Fletcher attributed the decision to the influence of Bellomont and Livingston. "I cannot be ignorant," he said, in the letter above quoted, “that there are two Scotchmen got into credit who are my mortal enemies, men that are able not only to trouble a Province, but to turn it upside down; and if these men can by successive complaints keep me under prosecution they have their ends." And again: "When I consider the cloud I am under, and the bitterness with which I am pursued even to gall, and that all my actions are ransacked, 'tis truly a wonder that in so many years administration I should not have fallen into more absurdities and errors." And on August 5, 1698, at London, he wrote Mr. Blathwayt about being prosecuted by the Earl of Bellomont, and observing "the great credit his Lordship has with persons in the chiefe Stations and trust here. . . . I am confounded at the design and meaning of it; especially, looking back at the five and thirty yeares that I have borne Commission under the Crown of England, without the least reproach or impeachment of my reputation, and after nine years service in the war of Ireland and America, to become a castaway in the rear of my days is no small mortification to me."

The king, however, seems to have interposed in favor of a faithful servant; at least we discover no evidence of further proceedings against him. From certain expressions in a letter of Bellomont's it appears that the Bishop of London espoused his cause. Of Benjamin Fletcher's subsequent career nothing is known, nor is there any record of either the time or place of his death.

[Among the Archives of the English Government is an ancient document dated 1698, descriptive of our city, from which the following quaint and curious extract is taken. EDITOR.]

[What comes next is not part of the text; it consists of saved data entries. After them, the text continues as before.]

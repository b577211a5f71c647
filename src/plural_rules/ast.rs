/**
 * Plural Rules AST
 *
 * Defines the AST node types for plural-form rule expressions and
 * their evaluation against the plural variable `n`.
 */
use serde::{Deserialize, Serialize};

/// Binary operators of the plural-rule grammar.
#[derive(Debug, Clone, Copy, PartialEq, Eq, Serialize, Deserialize)]
pub enum PlfOp {
    /// `a % b`
    Mod,
    /// `a == b`
    Eq,
    /// `a != b`
    NotEq,
    /// `a >= b`
    GreaterEq,
    /// `a > b`
    Greater,
    /// `a <= b`
    LessEq,
    /// `a < b`
    Less,
    /// `a && b`
    And,
    /// `a || b`
    Or,
}

impl PlfOp {
    /// Operator spelling as it appears in rule expressions.
    pub fn as_str(self) -> &'static str {
        match self {
            PlfOp::Mod => "%",
            PlfOp::Eq => "==",
            PlfOp::NotEq => "!=",
            PlfOp::GreaterEq => ">=",
            PlfOp::Greater => ">",
            PlfOp::LessEq => "<=",
            PlfOp::Less => "<",
            PlfOp::And => "&&",
            PlfOp::Or => "||",
        }
    }
}

/// A plural-rule expression node.
///
/// Leaves are the variable `n` and unsigned integer literals; interior
/// nodes are binary operators and the ternary conditional. Nodes own
/// their children and are immutable once built by the parser.
#[derive(Debug, Clone, PartialEq, Eq, Serialize, Deserialize)]
#[serde(tag = "type", content = "data")]
pub enum PlfNode {
    /// Numeric literal.
    Literal(u32),
    /// The variable `n`.
    Variable,
    /// Binary operation `a <op> b`.
    Binary {
        op: PlfOp,
        a: Box<PlfNode>,
        b: Box<PlfNode>,
    },
    /// Ternary conditional `a ? b : c`.
    TerCond {
        a: Box<PlfNode>,
        b: Box<PlfNode>,
        c: Box<PlfNode>,
    },
}

impl PlfNode {
    /// Evaluate the expression for a given value of `n`.
    ///
    /// Evaluation is total: comparisons and logical operators yield 0
    /// or 1, and a modulo by zero yields 0. Both operands of `&&` and
    /// `||` are always evaluated.
    pub fn eval(&self, n: u64) -> u64 {
        match self {
            PlfNode::Literal(v) => u64::from(*v),
            PlfNode::Variable => n,
            PlfNode::Binary { op, a, b } => {
                let a = a.eval(n);
                let b = b.eval(n);
                match op {
                    PlfOp::Mod => {
                        if b == 0 {
                            0
                        } else {
                            a % b
                        }
                    }
                    PlfOp::Eq => u64::from(a == b),
                    PlfOp::NotEq => u64::from(a != b),
                    PlfOp::GreaterEq => u64::from(a >= b),
                    PlfOp::Greater => u64::from(a > b),
                    PlfOp::LessEq => u64::from(a <= b),
                    PlfOp::Less => u64::from(a < b),
                    PlfOp::And => u64::from(a != 0 && b != 0),
                    PlfOp::Or => u64::from(a != 0 || b != 0),
                }
            }
            PlfNode::TerCond { a, b, c } => {
                if a.eval(n) != 0 {
                    b.eval(n)
                } else {
                    c.eval(n)
                }
            }
        }
    }

    /// Render the canonical fully-parenthesized form of the expression.
    pub fn debug_dump(&self) -> String {
        super::serializer::serialize(self)
    }
}
/**
 * Translation Library
 *
 * Merges loaded catalogues into a single pool and dispatches message
 * queries against it, in the style of the GNU gettext API.
 */
use crate::catalogue::Catalogue;

/// Separator between a context and a msgid in a context-qualified
/// lookup key, per the gettext on-disk convention for `msgctxt`.
const CONTEXT_SEPARATOR: char = '\u{4}';

/// Locates one string within the library's pool.
#[derive(Debug, Clone, Copy, PartialEq, Eq)]
struct StringDescriptor {
    catalogue: u32,
    entry: u32,
}

/// A merged, queryable collection of translation catalogues.
///
/// Catalogues are handed over by value and never mutated afterwards;
/// lookups may be shared freely between readers. When several
/// catalogues translate the same msgid, the earliest catalogue in the
/// list wins.
#[derive(Default)]
pub struct TranslationLibrary {
    /// Index of all loaded strings, sorted by singular msgid.
    string_table: Vec<StringDescriptor>,
    catalogues: Vec<Catalogue>,
}

impl TranslationLibrary {
    /// Build a library from an ordered list of catalogues.
    pub fn create(catalogues: Vec<Catalogue>) -> TranslationLibrary {
        let mut library = TranslationLibrary {
            string_table: Vec::new(),
            catalogues,
        };
        library.build_string_table();
        library
    }

    /// Translate `msgid`. Returns `msgid` itself on a miss.
    pub fn get<'a>(&'a self, msgid: &'a str) -> &'a str {
        self.lookup_string_in_table(msgid).unwrap_or(msgid)
    }

    /// Translate with plural forms. On a miss, English plural rules
    /// apply to the fallback: `msgid` for `n == 1`, `msgid_pl`
    /// otherwise.
    pub fn get_pl<'a>(&'a self, msgid: &'a str, msgid_pl: &'a str, n: u64) -> &'a str {
        match self.lookup_pl_string_in_table(msgid, n) {
            Some(translation) => translation,
            None if n == 1 => msgid,
            None => msgid_pl,
        }
    }

    /// Translate a context-qualified msgid. Returns the bare `msgid`
    /// on a miss.
    pub fn get_ctx<'a>(&'a self, ctx: &str, msgid: &'a str) -> &'a str {
        self.lookup_string_in_table(&context_key(ctx, msgid))
            .unwrap_or(msgid)
    }

    /// Translate a context-qualified msgid with plural forms.
    pub fn get_ctx_pl<'a>(&'a self, ctx: &str, msgid: &'a str, msgid_pl: &'a str, n: u64) -> &'a str {
        match self.lookup_pl_string_in_table(&context_key(ctx, msgid), n) {
            Some(translation) => translation,
            None if n == 1 => msgid,
            None => msgid_pl,
        }
    }

    /// Append a descriptor for every non-metadata entry, then sort by
    /// singular msgid. The sort is stable, so equal msgids keep their
    /// (catalogue, entry) insertion order and the first catalogue wins
    /// at query time.
    fn build_string_table(&mut self) {
        let mut table = Vec::new();
        for (ci, catalogue) in self.catalogues.iter().enumerate() {
            for entry in 0..catalogue.num_strings() {
                if catalogue.nth_orig_string(entry).is_empty() {
                    continue;
                }
                table.push(StringDescriptor {
                    catalogue: ci as u32,
                    entry,
                });
            }
        }

        let catalogues = &self.catalogues;
        table.sort_by(|a, b| msgid_of(catalogues, *a).cmp(msgid_of(catalogues, *b)));
        self.string_table = table;
    }

    /// Binary search for the first descriptor whose msgid equals `id`.
    fn find_in_table(&self, id: &str) -> Option<StringDescriptor> {
        let idx = self
            .string_table
            .partition_point(|&d| msgid_of(&self.catalogues, d) < id);
        let descriptor = *self.string_table.get(idx)?;
        (msgid_of(&self.catalogues, descriptor) == id).then_some(descriptor)
    }

    fn lookup_string_in_table<'a>(&'a self, id: &str) -> Option<&'a str> {
        self.find_in_table(id)
            .map(|d| self.catalogues[d.catalogue as usize].nth_translation(d.entry))
    }

    /// Plural lookup. The plural form is selected by the rules of the
    /// catalogue the hit came from, so mixed-arity catalogues resolve
    /// independently.
    fn lookup_pl_string_in_table<'a>(&'a self, id: &str, n: u64) -> Option<&'a str> {
        self.find_in_table(id)
            .map(|d| self.catalogues[d.catalogue as usize].nth_pl_translation(d.entry, n))
    }
}

fn msgid_of(catalogues: &[Catalogue], descriptor: StringDescriptor) -> &str {
    catalogues[descriptor.catalogue as usize].nth_orig_string(descriptor.entry)
}

fn context_key(ctx: &str, msgid: &str) -> String {
    let mut key = String::with_capacity(ctx.len() + msgid.len() + 1);
    key.push_str(ctx);
    key.push(CONTEXT_SEPARATOR);
    key.push_str(msgid);
    key
}
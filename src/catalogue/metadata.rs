//! Metadata header block parsing.
//!
//! The translation of a catalogue's first entry (empty msgid) is a
//! block of `Name: value` lines. Of these, `Content-Type` carries the
//! declared charset and `Plural-Forms` carries the plural arity and
//! rule expression.

use once_cell::sync::Lazy;
use regex::Regex;

use crate::error::{Error, Result};
use crate::plural_rules::{parse_plural_rules, PlfNode};

static CHARSET_RE: Lazy<Regex> = Lazy::new(|| Regex::new(r"(?i)charset=(\S+)\s*$").unwrap());

static PLURAL_FORMS_RE: Lazy<Regex> = Lazy::new(|| {
    Regex::new(r"^\s*nplurals\s*=\s*([0-9]+)\s*;\s*plural\s*=\s*(.+?)\s*;?\s*$").unwrap()
});

/// Parsed metadata headers of a catalogue.
#[derive(Debug, Clone)]
pub struct MetaHeaders {
    headers: Vec<(String, String)>,
}

impl MetaHeaders {
    /// Split a metadata block into headers. Lines without a `:` are
    /// ignored.
    pub fn parse(block: &str) -> Self {
        let mut headers = Vec::new();
        for line in block.split('\n') {
            if let Some((name, value)) = line.split_once(':') {
                headers.push((name.trim().to_string(), value.trim().to_string()));
            }
        }
        MetaHeaders { headers }
    }

    /// Value of the first header with the given name.
    pub fn get(&self, name: &str) -> Option<&str> {
        self.headers
            .iter()
            .find(|(n, _)| n == name)
            .map(|(_, v)| v.as_str())
    }

    /// Require the declared charset to be UTF-8.
    ///
    /// The `Content-Type` value must end with `charset=UTF-8`; the
    /// `charset` keyword is matched case-insensitively, the encoding
    /// name exactly.
    pub fn check_encoding(&self) -> Result<()> {
        let charset = self
            .get("Content-Type")
            .and_then(|value| CHARSET_RE.captures(value))
            .map(|caps| caps.get(1).map_or("", |m| m.as_str()).to_string());
        if charset.as_deref() == Some("UTF-8") {
            Ok(())
        } else {
            Err(Error::format(
                "unexpected value in Content-Type header (wrong charset?)",
            ))
        }
    }

    /// Number of plural forms and the parsed rule expression.
    ///
    /// The `Plural-Forms` header has the form
    /// `nplurals=<N>; plural=<EXPR>;` with optional whitespace around
    /// `=` and an optional trailing `;`. A catalogue without the header
    /// declares a single plural form selected by the constant rule `0`.
    pub fn plural_forms(&self) -> Result<(u32, PlfNode)> {
        let value = match self.get("Plural-Forms") {
            Some(value) => value,
            None => return Ok((1, parse_plural_rules("0")?)),
        };

        let caps = PLURAL_FORMS_RE
            .captures(value)
            .ok_or_else(|| Error::format("invalid Plural-Forms header"))?;

        let num: u32 = caps[1]
            .parse()
            .map_err(|_| Error::format("invalid nplurals"))?;
        if num < 1 {
            return Err(Error::format("invalid nplurals"));
        }

        let rules = parse_plural_rules(&caps[2])?;
        Ok((num, rules))
    }
}
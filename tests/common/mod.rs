//! Shared test helpers: an in-memory MO file builder.
#![allow(dead_code)]

use gettext_mo::Endianness;

/// MO entries used by the builder: `(msgid, translation)` pairs, with
/// internal NULs for plural forms and `\u{4}` separators for contexts,
/// exactly as stored on disk.
pub type MoEntry<'a> = (&'a str, &'a str);

const MO_MAGIC: u32 = 0x950412de;

/// Offset of the originals table: directly after the 28-byte header
/// produced by msgfmt (magic, revision, count, two table offsets, and
/// the unused hash table fields).
const OFFS_ORIG_TABLE: u32 = 28;

pub fn write_u32(buf: &mut Vec<u8>, value: u32, endian: Endianness) {
    match endian {
        Endianness::Little => buf.extend_from_slice(&value.to_le_bytes()),
        Endianness::Big => buf.extend_from_slice(&value.to_be_bytes()),
    }
}

pub fn read_u32(buf: &[u8], offset: usize, endian: Endianness) -> u32 {
    let bytes: [u8; 4] = buf[offset..offset + 4].try_into().unwrap();
    match endian {
        Endianness::Little => u32::from_le_bytes(bytes),
        Endianness::Big => u32::from_be_bytes(bytes),
    }
}

pub fn patch_u32(buf: &mut [u8], offset: usize, value: u32, endian: Endianness) {
    let bytes = match endian {
        Endianness::Little => value.to_le_bytes(),
        Endianness::Big => value.to_be_bytes(),
    };
    buf[offset..offset + 4].copy_from_slice(&bytes);
}

/// Build a structurally valid MO file image from the given entries.
pub fn build_mo(entries: &[MoEntry], endian: Endianness) -> Vec<u8> {
    let n = entries.len() as u32;
    let offs_trans_table = OFFS_ORIG_TABLE + 8 * n;
    let strings_base = offs_trans_table + 8 * n;

    // Lay out all strings (originals, then translations), each with a
    // trailing NUL, and remember their descriptors.
    let mut blob: Vec<u8> = Vec::new();
    let mut infos: Vec<(u32, u32)> = Vec::new();
    for text in entries
        .iter()
        .map(|(orig, _)| *orig)
        .chain(entries.iter().map(|(_, trans)| *trans))
    {
        infos.push((text.len() as u32, strings_base + blob.len() as u32));
        blob.extend_from_slice(text.as_bytes());
        blob.push(0);
    }

    let mut buf = Vec::new();
    write_u32(&mut buf, MO_MAGIC, endian);
    write_u32(&mut buf, 0, endian); // format revision
    write_u32(&mut buf, n, endian);
    write_u32(&mut buf, OFFS_ORIG_TABLE, endian);
    write_u32(&mut buf, offs_trans_table, endian);
    write_u32(&mut buf, 0, endian); // hash table size
    write_u32(&mut buf, 0, endian); // hash table offset
    for (length, address) in infos {
        write_u32(&mut buf, length, endian);
        write_u32(&mut buf, address, endian);
    }
    buf.extend_from_slice(&blob);
    buf
}

/// Offset of entry `n`'s descriptor in the originals table.
pub fn orig_entry_addr(_entries: &[MoEntry], n: u32) -> u32 {
    OFFS_ORIG_TABLE + 8 * n
}

/// Offset of entry `n`'s descriptor in the translations table.
pub fn trans_entry_addr(entries: &[MoEntry], n: u32) -> u32 {
    OFFS_ORIG_TABLE + 8 * entries.len() as u32 + 8 * n
}

/// A standard metadata block for the entry with the empty msgid.
pub fn meta_block(plural_forms: Option<&str>) -> String {
    let mut block = String::from(
        "Project-Id-Version: test 1.0\n\
         MIME-Version: 1.0\n\
         Content-Type: text/plain; charset=UTF-8\n\
         Content-Transfer-Encoding: 8bit\n",
    );
    if let Some(rules) = plural_forms {
        block.push_str("Plural-Forms: ");
        block.push_str(rules);
        block.push('\n');
    }
    block
}

pub const RU_PLURAL_FORMS: &str =
    "nplurals=3; plural=(n%10==1 && n%100!=11 ? 0 : n%10>=2 && n%10<=4 && (n%100<10 || n%100>=20) ? 1 : 2);";

pub const FR_PLURAL_FORMS: &str = "nplurals=2; plural=(n > 1);";

/// Russian message entries matching the query scenarios.
pub const RU_ENTRIES: &[MoEntry] = &[
    ("Cataclysm", "Катаклизм"),
    ("noun\u{4}Test", "Тест"),
    ("verb\u{4}Test", "Тестировать"),
    ("%d item\0%d items", "%d предмет\0%d предмета\0%d предметов"),
    (
        "source of water\u{4}%d spring\0%d springs",
        "%d родник\0%d родника\0%d родников",
    ),
    (
        "metal coil\u{4}%d spring\0%d springs",
        "%d пружина\0%d пружины\0%d пружин",
    ),
];

/// A complete single-catalogue Russian MO image.
pub fn ru_mo(endian: Endianness) -> Vec<u8> {
    let meta = meta_block(Some(RU_PLURAL_FORMS));
    let mut entries: Vec<MoEntry> = vec![("", meta.as_str())];
    entries.extend_from_slice(RU_ENTRIES);
    build_mo(&entries, endian)
}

"The citty of New Yorke was first founded by the people of the Nether Dutch nation, in the year of our Lord 1619, and had then granted to them by the Staets Generall of ye United Provinces and the West India Company, sundry rights and priviledges. Since the first settlement of the said citty, it hath been allways the metropolis, staple-porte, and the only publick mercate [market] of the whole Province; and hath allways without interruption enjoyed all the aforesaid priviledges, according to its growth and improvement; and so by that means hath been allways termed an ancient eitty, and that justly, there being nothing more ancient in this Province then the time when itt was first settled, and att that time itt was incorporate by the name of the Citty of New Amsterdam, and governed in its trade by its own laws; and albeit itt is not one thousand years old, yett itt is older than any other citty corporation within this Province, all or most of the settlements of the same proceeded from itt, and fell upon the improvement of tillage, whereby graine became the staple community [commodity] of the Province; and the cittizens of the said citty no sooner perceived that there were greater quantities of wheat raised then could be consumed within the said Province, but they contrived and invented the art of bolting, by which they converted the wheat into flower, and made itt a manufacture not only profitable to all the inhabitants of the Province by the incouragement of tillage and navigation, but likewise beneficial and commodious [accommodating] to all the plantations, and the improvement thereof in this citty is the true and only cause of the growth, strength and encrease of buildings within the same, and of the riches, plenty of money, and the rise of the value of lands in the other parts of the Province, and the livelyhood of all the inhabitants of this citty did chiefly depend thereon.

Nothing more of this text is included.